By applying an encoder and a decoder, it is possible to reconstruct the original image from compressed data. However, the localization of the mapped features in the image remains lost. To overcome this issue, a large amount of data is required to train an autoencoder. A U-NET differs from a regular autoencoder in reducing this data through skip connections.

In a U-Net, **skip connections** are used to pass information from previous convolutional layers to the deconvolutional layers. Essentially, what is transmitted is the location of the feature extracted from the convolutional layers. The skip connections tell the network where the features come from in the image. This is done by concatenating the last layer in the convolutional block with the first layer in the opposite deconvolutional block. The U-Net is symmetric: the dimensions of the opposing layers will be the same. This simplifies combining the layers into a single tensor.

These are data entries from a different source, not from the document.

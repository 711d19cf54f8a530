//! Static coin/network table and the firmware-support configuration folded
//! into every method's firmware range.

use once_cell::sync::Lazy;
use serde::{Deserialize, Serialize};

use crate::error::{ConnectError, Result};
use crate::firmware::FirmwareVersion;
use crate::paths::from_hardened;

#[derive(Debug, Clone, Copy, PartialEq, Eq, Serialize, Deserialize)]
#[serde(rename_all = "snake_case")]
pub enum CoinKind {
    Bitcoin,
    Ethereum,
}

/// Minimum supported firmware per device generation. `None` means the coin
/// is not supported on that generation at all.
#[derive(Debug, Clone, Copy, PartialEq, Eq)]
pub struct CoinSupport {
    pub gen1: Option<FirmwareVersion>,
    pub gen2: Option<FirmwareVersion>,
}

#[derive(Debug, Clone, PartialEq, Eq, Serialize)]
pub struct CoinInfo {
    pub name: &'static str,
    pub shortcut: &'static str,
    pub slip44: u32,
    pub kind: CoinKind,
    /// Protocol-specific address prefix stripped before address comparison.
    pub address_prefix: Option<&'static str>,
    #[serde(skip)]
    pub support: CoinSupport,
}

impl CoinInfo {
    pub fn label(&self) -> &'static str {
        self.name
    }
}

macro_rules! ver {
    ($maj:expr, $min:expr, $pat:expr) => {
        Some(FirmwareVersion::new($maj, $min, $pat))
    };
}

static COINS: Lazy<Vec<CoinInfo>> = Lazy::new(|| {
    vec![
        CoinInfo {
            name: "Bitcoin",
            shortcut: "BTC",
            slip44: 0,
            kind: CoinKind::Bitcoin,
            address_prefix: None,
            support: CoinSupport { gen1: ver!(1, 3, 3), gen2: ver!(2, 0, 5) },
        },
        CoinInfo {
            name: "Testnet",
            shortcut: "TEST",
            slip44: 1,
            kind: CoinKind::Bitcoin,
            address_prefix: None,
            support: CoinSupport { gen1: ver!(1, 3, 3), gen2: ver!(2, 0, 5) },
        },
        CoinInfo {
            name: "Litecoin",
            shortcut: "LTC",
            slip44: 2,
            kind: CoinKind::Bitcoin,
            address_prefix: None,
            support: CoinSupport { gen1: ver!(1, 3, 5), gen2: ver!(2, 0, 5) },
        },
        CoinInfo {
            name: "Ethereum",
            shortcut: "ETH",
            slip44: 60,
            kind: CoinKind::Ethereum,
            address_prefix: Some("0x"),
            support: CoinSupport { gen1: ver!(1, 6, 2), gen2: ver!(2, 0, 7) },
        },
        CoinInfo {
            name: "Ethereum Classic",
            shortcut: "ETC",
            slip44: 61,
            kind: CoinKind::Ethereum,
            address_prefix: Some("0x"),
            support: CoinSupport { gen1: ver!(1, 6, 2), gen2: ver!(2, 0, 7) },
        },
        // Dogecoin only ever shipped on generation 1.
        CoinInfo {
            name: "Dogecoin",
            shortcut: "DOGE",
            slip44: 3,
            kind: CoinKind::Bitcoin,
            address_prefix: None,
            support: CoinSupport { gen1: ver!(1, 3, 5), gen2: None },
        },
    ]
});

/// Look a coin up by name or shortcut, case-insensitive.
pub fn coin_by_name(name: &str) -> Option<&'static CoinInfo> {
    COINS.iter().find(|c| {
        c.name.eq_ignore_ascii_case(name) || c.shortcut.eq_ignore_ascii_case(name)
    })
}

pub fn coin_by_slip44(slip44: u32) -> Option<&'static CoinInfo> {
    COINS.iter().find(|c| c.slip44 == slip44)
}

/// Resolve a coin from a derivation path (`path[1]` carries the slip44 type).
pub fn coin_for_path(path: &[u32]) -> Option<&'static CoinInfo> {
    path.get(1).and_then(|i| coin_by_slip44(from_hardened(*i)))
}

/// Fail when a path's coin-type component disagrees with an explicitly
/// requested coin.
pub fn validate_coin_path(coin: &CoinInfo, path: &[u32]) -> Result<()> {
    match path.get(1) {
        Some(i) if from_hardened(*i) == coin.slip44 => Ok(()),
        _ => Err(ConnectError::invalid_parameter(
            "path",
            "path matching requested coin",
        )),
    }
}

/// A method/coin specific firmware constraint from the support config.
#[derive(Debug, Clone)]
pub struct FirmwareOverride {
    /// Coin kinds this override is keyed by.
    pub coin_kinds: &'static [CoinKind],
    /// Coin shortcuts (lowercase) this override is keyed by.
    pub coins: &'static [&'static str],
    /// When non-empty, the override only governs the named methods.
    pub excluded_methods: &'static [&'static str],
    /// Per-generation minimum, `[gen1, gen2]`.
    pub min: Option<[FirmwareVersion; 2]>,
    /// Per-generation maximum, `[gen1, gen2]`.
    pub max: Option<[FirmwareVersion; 2]>,
}

static SUPPORTED_FIRMWARE: Lazy<Vec<FirmwareOverride>> = Lazy::new(|| {
    vec![
        // Ethereum xpub export first shipped in 1.6.2 / 2.0.10.
        FirmwareOverride {
            coin_kinds: &[CoinKind::Ethereum],
            coins: &[],
            excluded_methods: &["ethereumGetPublicKey"],
            min: Some([FirmwareVersion::new(1, 6, 2), FirmwareVersion::new(2, 0, 10)]),
            max: None,
        },
        // Account discovery needs the fixed xpub serialization from 1.5.1 / 2.0.8.
        FirmwareOverride {
            coin_kinds: &[],
            coins: &[],
            excluded_methods: &["getAccountInfo"],
            min: Some([FirmwareVersion::new(1, 5, 1), FirmwareVersion::new(2, 0, 8)]),
            max: None,
        },
        // Litecoin address format change capped the legacy handler.
        FirmwareOverride {
            coin_kinds: &[],
            coins: &["ltc"],
            excluded_methods: &[],
            min: None,
            max: Some([FirmwareVersion::new(1, 8, 0), FirmwareVersion::new(2, 1, 0)]),
        },
    ]
});

/// First override selected for a (coin, method) pair, if any. Selection is by
/// coin kind or shortcut; an override keyed only by method names is selected
/// when its exclusion list names the method. Whether a selected override
/// actually governs the method is a separate predicate checked by the
/// firmware resolver.
pub fn find_firmware_override(
    method: &str,
    coin: Option<&CoinInfo>,
) -> Option<&'static FirmwareOverride> {
    SUPPORTED_FIRMWARE.iter().find(|ov| {
        if let Some(coin) = coin {
            if ov.coin_kinds.contains(&coin.kind) {
                return true;
            }
            if ov.coins.iter().any(|c| c.eq_ignore_ascii_case(coin.shortcut)) {
                return true;
            }
        }
        ov.excluded_methods.contains(&method)
    })
}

The convolution is then performed as usual by running the kernel on the concatenated tensor. 

U-Net combines two important pieces of information: 

* Feature extraction: features are transferred from the previous layer to the upsampled layer. 
* Element localization: the position of the element is passed from the opposite convolutional layer. 

By combining these pieces of information, is possible to improve the performance of semantic models and reduce the amount of data required to train the network.

In this work, the implementation of the encoder of the generator consists of $8$ Convolutional layers followed by Batch Normalization, and a ReLU activation function was used. Similarly, the decoder was implemented with $8$ Transpose Convolutional layers followed by Batch Normalization, and only the first three layers include a dropout with a rate of $0.2$. Again, a ReLU activation function was used. Additionally, Figure below shows the schema used for the concatenation in the U-Net architecture.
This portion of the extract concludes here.